Masih kata Adet, kalau berbicara soal asal usul timah. Maka dia mengatakan semuanya maling.
“PT timah menambang di laut dan di darat. Tapi tambang2 rakyat yang kerja di hutan lindung, di DAS, timahnya dijual ke mana? Ya dijual ke PT Timah dan Smelter. Maka saya katakan semuanya maling,” tandas Adet.
“Nah ini, yang perlu kita atur.

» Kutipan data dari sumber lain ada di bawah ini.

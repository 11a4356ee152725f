use std::sync::Arc;
use std::time::Duration;

use axum::extract::ws::{close_code, CloseFrame, Message, WebSocket, WebSocketUpgrade};
use axum::extract::{Query, State};
use axum::http::HeaderMap;
use axum::response::{IntoResponse, Response};
use folio_core::caller::CallerContext;
use folio_core::error::CoreError;
use folio_core::outcome::ErrorCode;
use futures::{SinkExt, StreamExt};
use serde::Deserialize;
use tokio_util::sync::CancellationToken;
use tokio_util::task::TaskTracker;

use crate::engine::Dispatcher;
use crate::error::AppError;
use crate::middleware::auth::{authenticate, key_from_headers};
use crate::state::AppState;
use crate::ws::manager::WsSender;
use crate::ws::protocol::{ClientMessage, ServerMessage};

/// How long a closing session waits for in-flight calls to report back.
const DRAIN_TIMEOUT: Duration = Duration::from_secs(5);

/// How long queued frames get to reach the socket after the session ends.
const FLUSH_TIMEOUT: Duration = Duration::from_secs(2);

#[derive(Debug, Deserialize)]
pub struct SessionParams {
    pub api_key: Option<String>,
}

/// HTTP handler that authenticates, then upgrades the connection.
///
/// Browsers cannot set headers on a WebSocket handshake, so the key may
/// also be passed as `?api_key=`.
pub async fn session_handler(
    ws: WebSocketUpgrade,
    State(state): State<AppState>,
    Query(params): Query<SessionParams>,
    headers: HeaderMap,
) -> Result<Response, AppError> {
    let key = key_from_headers(&headers)
        .or(params.api_key.as_deref())
        .ok_or_else(|| AppError::Core(CoreError::Unauthorized("Missing API key".into())))?;
    let caller = authenticate(&state, key).await?;

    Ok(ws
        .on_upgrade(move |socket| handle_socket(socket, state, caller))
        .into_response())
}

/// Manage a single session after upgrade.
///
/// Splits the socket into a sink (outbound) and stream (inbound), then:
///   1. Registers the session with `WsManager`.
///   2. Spawns a sender task that forwards queued frames to the sink.
///   3. Reads frames on the current task, spawning one task per call.
///   4. On disconnect or server-side close, fails in-flight calls with
///      `SESSION_CLOSED`, flushes and cleans up.
async fn handle_socket(socket: WebSocket, state: AppState, caller: CallerContext) {
    let conn_id = uuid::Uuid::new_v4().to_string();
    let ws_manager = Arc::clone(&state.ws_manager);
    tracing::info!(conn_id = %conn_id, caller_id = caller.caller_id, "Session connected");

    let channel = ws_manager.add(conn_id.clone(), caller.caller_id).await;
    let (sender, cancel) = (channel.sender, channel.cancel);
    let mut rx = channel.rx;

    let (mut sink, mut stream) = socket.split();

    // Sender task: forward channel messages to the WebSocket sink.
    let sender_conn_id = conn_id.clone();
    let mut send_task = tokio::spawn(async move {
        while let Some(msg) = rx.recv().await {
            let closing = matches!(msg, Message::Close(_));
            if sink.send(msg).await.is_err() {
                tracing::debug!(conn_id = %sender_conn_id, "Session sink closed");
                break;
            }
            if closing {
                break;
            }
        }
    });

    let calls = TaskTracker::new();
    let mut closed_by_server = false;

    // Receiver loop: process inbound frames until either side ends the session.
    loop {
        tokio::select! {
            _ = cancel.cancelled() => {
                closed_by_server = true;
                break;
            }
            next = stream.next() => match next {
                Some(Ok(Message::Text(text))) => {
                    handle_text(
                        text.as_str(),
                        &conn_id,
                        &state,
                        &caller,
                        &sender,
                        &cancel,
                        &calls,
                    )
                    .await;
                }
                Some(Ok(Message::Pong(_) | Message::Ping(_))) => {
                    ws_manager.touch(&conn_id).await;
                }
                Some(Ok(Message::Binary(_))) => {
                    ws_manager.touch(&conn_id).await;
                    send(
                        &sender,
                        &ServerMessage::error(None, ErrorCode::InvalidRequest, "binary frames are not supported"),
                    );
                }
                Some(Ok(Message::Close(_))) | None => break,
                Some(Err(e)) => {
                    tracing::debug!(conn_id = %conn_id, error = %e, "Session receive error");
                    break;
                }
            },
        }
    }

    // Fail whatever is still running and let the replies drain.
    cancel.cancel();
    calls.close();
    if tokio::time::timeout(DRAIN_TIMEOUT, calls.wait()).await.is_err() {
        tracing::warn!(conn_id = %conn_id, in_flight = calls.len(), "Session calls did not drain");
    }

    if closed_by_server {
        let _ = sender.send(Message::Close(Some(CloseFrame {
            code: close_code::AWAY,
            reason: "session closed".into(),
        })));
    }

    // Once every sender is gone the forwarding task ends by itself.
    ws_manager.remove(&conn_id).await;
    drop(sender);
    if tokio::time::timeout(FLUSH_TIMEOUT, &mut send_task).await.is_err() {
        send_task.abort();
    }
    tracing::info!(conn_id = %conn_id, closed_by_server, "Session disconnected");
}

async fn handle_text(
    text: &str,
    conn_id: &str,
    state: &AppState,
    caller: &CallerContext,
    sender: &WsSender,
    cancel: &CancellationToken,
    calls: &TaskTracker,
) {
    let message = match serde_json::from_str::<ClientMessage>(text) {
        Ok(message) => message,
        Err(e) => {
            state.ws_manager.touch(conn_id).await;
            send(
                sender,
                &ServerMessage::error(
                    raw_call_id(text),
                    ErrorCode::InvalidRequest,
                    format!("malformed message: {e}"),
                ),
            );
            return;
        }
    };

    if matches!(message, ClientMessage::Ping) {
        state.ws_manager.touch(conn_id).await;
        send(sender, &ServerMessage::Pong);
        return;
    }

    state.ws_manager.record_call(conn_id).await;
    calls.spawn(run_call(
        Arc::clone(&state.dispatcher),
        caller.clone(),
        message,
        sender.clone(),
        cancel.clone(),
    ));
}

/// Run one call to completion, or until the session closes.
async fn run_call(
    dispatcher: Arc<Dispatcher>,
    caller: CallerContext,
    message: ClientMessage,
    sender: WsSender,
    cancel: CancellationToken,
) {
    let call_id = message.call_id().unwrap_or_default().to_string();

    let replies = tokio::select! {
        _ = cancel.cancelled() => {
            tracing::debug!(call_id = %call_id, caller_id = caller.caller_id, "Call abandoned by closing session");
            vec![ServerMessage::session_closed(call_id)]
        }
        replies = dispatch(&dispatcher, &caller, message) => replies,
    };

    for reply in &replies {
        send(&sender, reply);
    }
}

async fn dispatch(
    dispatcher: &Dispatcher,
    caller: &CallerContext,
    message: ClientMessage,
) -> Vec<ServerMessage> {
    let outcome = match message {
        ClientMessage::Render { call_id, job } => dispatcher
            .generate(caller, job)
            .await
            .map(|d| (d.rate, ServerMessage::Result { call_id: call_id.clone(), result: d.output }))
            .map_err(|e| (call_id, e)),
        ClientMessage::Batch { call_id, jobs } => dispatcher
            .generate_batch(caller, jobs)
            .await
            .map(|d| (d.rate, ServerMessage::batch_result(call_id.clone(), d.output)))
            .map_err(|e| (call_id, e)),
        ClientMessage::Pipeline { call_id, calls } => dispatcher
            .run_pipeline(caller, calls)
            .await
            .map(|d| {
                (
                    d.rate,
                    ServerMessage::PipelineResult {
                        call_id: call_id.clone(),
                        results: d.output,
                    },
                )
            })
            .map_err(|e| (call_id, e)),
        ClientMessage::Ping => return vec![ServerMessage::Pong],
    };

    match outcome {
        Ok((rate, reply)) => vec![ServerMessage::rate_limit(rate), reply],
        Err((call_id, err)) => {
            let status = err
                .rate_status()
                .unwrap_or_else(|| dispatcher.admission().peek_rate(caller));
            vec![
                ServerMessage::rate_limit(status),
                ServerMessage::refused(call_id, &err),
            ]
        }
    }
}

fn send(sender: &WsSender, message: &ServerMessage) {
    let _ = sender.send(Message::Text(message.to_json().into()));
}

/// Best-effort `call_id` from a frame that failed to parse.
fn raw_call_id(text: &str) -> Option<String> {
    let value: serde_json::Value = serde_json::from_str(text).ok()?;
    value.get("call_id")?.as_str().map(str::to_string)
}

#[cfg(test)]
mod tests {
    use super::*;

    #[test]
    fn raw_call_id_is_recovered_from_bad_frames() {
        assert_eq!(
            raw_call_id(r#"{"type": "render", "call_id": "c7", "job": 5}"#),
            Some("c7".into())
        );
        assert_eq!(raw_call_id("not json"), None);
        assert_eq!(raw_call_id(r#"{"type": "render"}"#), None);
    }
}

Perlu kita kemas untuk aturan mengenai masalah penjualannya,” pungkasnya.
Sementara itu, Ketua Asosiasi Industri Timah Indonesia (AITI) Provinsi Babel, Ismiryadi atau sering di sapa Dodot justru menilai langkah yang diterapkan Pj Gubernur Babel soal tata kelola timah saat ini adalah langkah mundur.
Menurutnya, timah ini aturannya sudah ada kok, jadi bicara soal tata kelola, Kayaknya saat ini side back terus, kembali ke belakang terus.
“IUP yang tidak di kelola oleh PT timah kembalikan saja kepada pemerintah daerah. Yang menurut PT timah tidak efektif, ekonomis segera kembalikan saja kepada pemerintah daerah, baik provinsi dan kabupaten di bagikan kepada masyarakat. Jadi jangan pernah mendiskreditkan masyarakat. Masalah dana reklamasi yang telah di setor oleh perusahaan sebagai mitra dananya di kemanakan saja, kita lihat sendiri masih banyak eks lahan tambang yang belum di reklamasi,” kata Dodot.
Kemudian, dibentuknya Satuan Tugas (Satgas) Tambang Ilegal. Pihaknya juga mempertanyakan keberadaan satgas yang diketuai oleh sipil. “Yang berhak di satgas ini kan legislatif, eksekutif dan yudikatif,” katanya.
Yang membingungkan lagi, kata Dodot, keluar lagi surat edaran dari Dirjen Minerba Kementerian yang menanyakan asal biji timah yang ini padahal sudah termuat dalam Rencana Kerja Anggaran Belanja (RKAB).
“Ini sudah ada di RKAB, kok ditanya lagi. Makanya kita pertanyakan, ini yang nitip siapa?” ketus mantan Ketua DPRD Babel.
Lebih lanjut, ia sangat mengapresiasi pertemuan ini. Sebab diakui Dodot, sudah lama AITI ingin membicarakan hal ini. “Kami bangga dan terharu, baru sekarang kami dipanggil, biar suara kami didengarkan,” pungkasnya.(red).